Exercise instructions — Throughout the entries below, report every line where "OcrError" is found.

*** Opening Material for this task ***

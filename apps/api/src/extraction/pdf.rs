//! Paged-document access: text-layer reading and page rasterization.

use std::fs;
use std::process::Command;

use anyhow::{anyhow, Context, Result};
use tracing::{debug, warn};

/// The PDF side of extraction, object-safe so tests can drive the
/// extractor with scripted fakes.
pub trait PdfEngine: Send + Sync {
    /// Embedded text of the whole document, pages concatenated in page
    /// order. Empty or whitespace-only output means no text layer.
    fn text_layer(&self, data: &[u8]) -> Result<String>;

    /// Renders up to `max_pages` pages to PNG at `dpi`, in page order.
    fn rasterize(&self, data: &[u8], dpi: u32, max_pages: usize) -> Result<Vec<Vec<u8>>>;
}

/// Production engine: `pdf-extract` for the text layer, poppler's
/// `pdftoppm` for rasterization.
#[derive(Default)]
pub struct PdfExtractEngine;

impl PdfExtractEngine {
    pub fn new() -> Self {
        Self
    }
}

impl PdfEngine for PdfExtractEngine {
    fn text_layer(&self, data: &[u8]) -> Result<String> {
        pdf_extract::extract_text_from_mem(data).context("failed to read PDF text layer")
    }

    fn rasterize(&self, data: &[u8], dpi: u32, max_pages: usize) -> Result<Vec<Vec<u8>>> {
        // pdftoppm works on files, so the document and its page images
        // share one scratch directory, deleted when this scope ends.
        let scratch = tempfile::tempdir().context("failed to create scratch directory")?;
        let pdf_path = scratch.path().join("input.pdf");
        fs::write(&pdf_path, data).context("failed to spool PDF to disk")?;

        let prefix = scratch.path().join("page");
        let output = Command::new("pdftoppm")
            .arg("-png")
            .arg("-r")
            .arg(dpi.to_string())
            .arg("-l")
            .arg(max_pages.to_string())
            .arg(&pdf_path)
            .arg(&prefix)
            .output()
            .context("failed to run pdftoppm (is poppler installed?)")?;

        if !output.status.success() {
            let stderr = String::from_utf8_lossy(&output.stderr);
            return Err(anyhow!("pdftoppm failed: {}", stderr.trim()));
        }

        // pdftoppm zero-pads page numbers, so a name sort is page order.
        let mut page_files: Vec<_> = fs::read_dir(scratch.path())
            .context("failed to list scratch directory")?
            .filter_map(|entry| entry.ok())
            .map(|entry| entry.path())
            .filter(|path| path.extension().is_some_and(|ext| ext == "png"))
            .collect();
        page_files.sort();

        if page_files.is_empty() {
            return Err(anyhow!("pdftoppm produced no page images"));
        }
        if page_files.len() == max_pages {
            warn!(max_pages, "OCR page cap reached, any pages past the cap were not rendered");
        }

        debug!(pages = page_files.len(), dpi, "rasterized PDF pages");

        page_files
            .iter()
            .map(|path| {
                fs::read(path).with_context(|| format!("failed to read {}", path.display()))
            })
            .collect()
    }
}
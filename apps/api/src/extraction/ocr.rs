//! OCR: encoded image rasters in, recognized text out.

use std::io::Write;
use std::process::Command;

use thiserror::Error;
use tracing::{debug, warn};

#[derive(Debug, Error)]
pub enum OcrError {
    /// The OCR binary is not installed on the host.
    #[error("OCR engine not found")]
    EngineMissing,

    #[error("{0}")]
    Failed(String),
}

/// Text recognition over an encoded raster (PNG or JPEG bytes).
pub trait OcrEngine: Send + Sync {
    fn recognize(&self, image: &[u8]) -> Result<String, OcrError>;
}

/// Tesseract via its command-line interface.
///
/// The language set is a tesseract selector like `eng+tur`; the default
/// covers the expected candidate pool (English and Turkish resumes).
pub struct TesseractCli {
    languages: String,
}

impl TesseractCli {
    pub fn new(languages: impl Into<String>) -> Self {
        Self {
            languages: languages.into(),
        }
    }
}

impl OcrEngine for TesseractCli {
    fn recognize(&self, image: &[u8]) -> Result<String, OcrError> {
        let mut input = tempfile::Builder::new()
            .prefix("cvscore-ocr-")
            .suffix(".png")
            .tempfile()
            .map_err(|e| OcrError::Failed(format!("failed to create temp image: {e}")))?;
        input
            .write_all(image)
            .map_err(|e| OcrError::Failed(format!("failed to write temp image: {e}")))?;

        let output = Command::new("tesseract")
            .arg(input.path())
            .arg("stdout")
            .arg("-l")
            .arg(&self.languages)
            .args(["--psm", "1"])
            .output()
            .map_err(|e| {
                if e.kind() == std::io::ErrorKind::NotFound {
                    OcrError::EngineMissing
                } else {
                    OcrError::Failed(format!("failed to run tesseract: {e}"))
                }
            })?;

        if !output.status.success() {
            let stderr = String::from_utf8_lossy(&output.stderr);
            return Err(OcrError::Failed(format!(
                "tesseract exited with {}: {}",
                output.status,
                stderr.trim()
            )));
        }

        if !output.stderr.is_empty() {
            // Tesseract chatters on stderr even when it succeeds.
            warn!(stderr = %String::from_utf8_lossy(&output.stderr).trim(), "tesseract warning");
        }

        let text = String::from_utf8_lossy(&output.stdout).into_owned();
        debug!(chars = text.len(), "OCR pass complete");
        Ok(text)
    }
}
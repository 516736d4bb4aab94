//! Resume analysis: scoring an extracted resume against job criteria.

pub mod prompts;

use async_trait::async_trait;
use serde::{Deserialize, Serialize};

use crate::errors::AppError;
use crate::llm_client::prompts::JSON_ONLY_SYSTEM;
use crate::llm_client::LlmClient;
use self::prompts::{ANALYSIS_PROMPT_TEMPLATE, ANALYSIS_ROLE};

/// The screening form: what the role needs, straight from the recruiter.
#[derive(Debug, Clone, Default, Serialize, Deserialize)]
pub struct JobCriteria {
    pub title: String,
    #[serde(default)]
    pub description: String,
    #[serde(default)]
    pub must_haves: String,
    #[serde(default)]
    pub nice_to_haves: String,
    #[serde(default)]
    pub deal_breakers: String,
}

/// Per-candidate analysis result.
///
/// The list fields default to empty so a model response that omits one
/// still deserializes.
#[derive(Debug, Clone, Serialize, Deserialize)]
pub struct CvAnalysis {
    pub candidate_name: String,
    pub summary: String,
    /// Compatibility score, 0–100.
    pub score: u8,
    #[serde(default)]
    pub advantages: Vec<String>,
    #[serde(default)]
    pub disadvantages: Vec<String>,
    #[serde(default)]
    pub interview_questions: Vec<String>,
}

impl CvAnalysis {
    /// Zero-score result for a file that yielded no readable text.
    pub fn unreadable() -> Self {
        CvAnalysis {
            candidate_name: "Unknown".to_string(),
            summary: "Analysis could not be performed as the content could not be read."
                .to_string(),
            score: 0,
            advantages: vec![],
            disadvantages: vec![
                "Could not extract readable text from the resume file.".to_string()
            ],
            interview_questions: vec![],
        }
    }

    /// Zero-score result for a file whose processing failed outright.
    /// `reason` is the user-facing diagnostic chosen by the caller.
    pub fn failed(reason: impl Into<String>) -> Self {
        CvAnalysis {
            candidate_name: "Unknown".to_string(),
            summary: "Analysis could not be performed for this file.".to_string(),
            score: 0,
            advantages: vec![],
            disadvantages: vec![reason.into()],
            interview_questions: vec![],
        }
    }

    /// The model is instructed to stay in 0–100 but is not trusted to.
    fn clamp_score(mut self) -> Self {
        self.score = self.score.min(100);
        self
    }
}

/// Verdict band for a score, shown next to each ranked candidate.
pub fn score_label(score: u8) -> &'static str {
    match score {
        90.. => "Perfect Match 🔥",
        75..=89 => "Great Candidate 🌟",
        60..=74 => "Good Candidate 👍",
        45..=59 => "Fair Candidate 🤔",
        25..=44 => "Weak Fit 😔",
        _ => "Not a Fit 💀",
    }
}

/// The analyzer seam. Carried in `AppState` as `Arc<dyn CvAnalyzer>` so
/// handlers never know which backend scored the candidate.
#[async_trait]
pub trait CvAnalyzer: Send + Sync {
    async fn analyze(&self, cv_text: &str, criteria: &JobCriteria)
        -> Result<CvAnalysis, AppError>;
}

/// Claude-backed analyzer.
pub struct LlmCvAnalyzer {
    llm: LlmClient,
}

impl LlmCvAnalyzer {
    pub fn new(llm: LlmClient) -> Self {
        Self { llm }
    }
}

#[async_trait]
impl CvAnalyzer for LlmCvAnalyzer {
    async fn analyze(
        &self,
        cv_text: &str,
        criteria: &JobCriteria,
    ) -> Result<CvAnalysis, AppError> {
        // An unreadable file is not an error: it scores zero with an
        // explicit gap note and the batch moves on.
        if cv_text.trim().is_empty() {
            return Ok(CvAnalysis::unreadable());
        }

        let system = format!("{ANALYSIS_ROLE} {JSON_ONLY_SYSTEM}");
        let prompt = build_analysis_prompt(criteria, cv_text);

        let analysis = self
            .llm
            .call_json::<CvAnalysis>(&prompt, &system)
            .await
            .map_err(|e| AppError::Llm(format!("resume analysis failed: {e}")))?;

        Ok(analysis.clamp_score())
    }
}

/// Fills the analysis template. Free-standing so tests can check the
/// substitution without an LLM.
fn build_analysis_prompt(criteria: &JobCriteria, cv_text: &str) -> String {
    ANALYSIS_PROMPT_TEMPLATE
        .replace("{job_title}", &criteria.title)
        .replace("{job_description}", &criteria.description)
        .replace("{must_haves}", &criteria.must_haves)
        .replace("{nice_to_haves}", &criteria.nice_to_haves)
        .replace("{deal_breakers}", &criteria.deal_breakers)
        .replace("{cv_text}", cv_text)
}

*** Closing Material for this task ***

Reply to the task —
pub enum OcrError {
    fn recognize(&self, image: &[u8]) -> Result<String, OcrError>;
    fn recognize(&self, image: &[u8]) -> Result<String, OcrError> {
            .map_err(|e| OcrError::Failed(format!("failed to create temp image: {e}")))?;
            .map_err(|e| OcrError::Failed(format!("failed to write temp image: {e}")))?;
                    OcrError::EngineMissing
                    OcrError::Failed(format!("failed to run tesseract: {e}"))
            return Err(OcrError::Failed(format!(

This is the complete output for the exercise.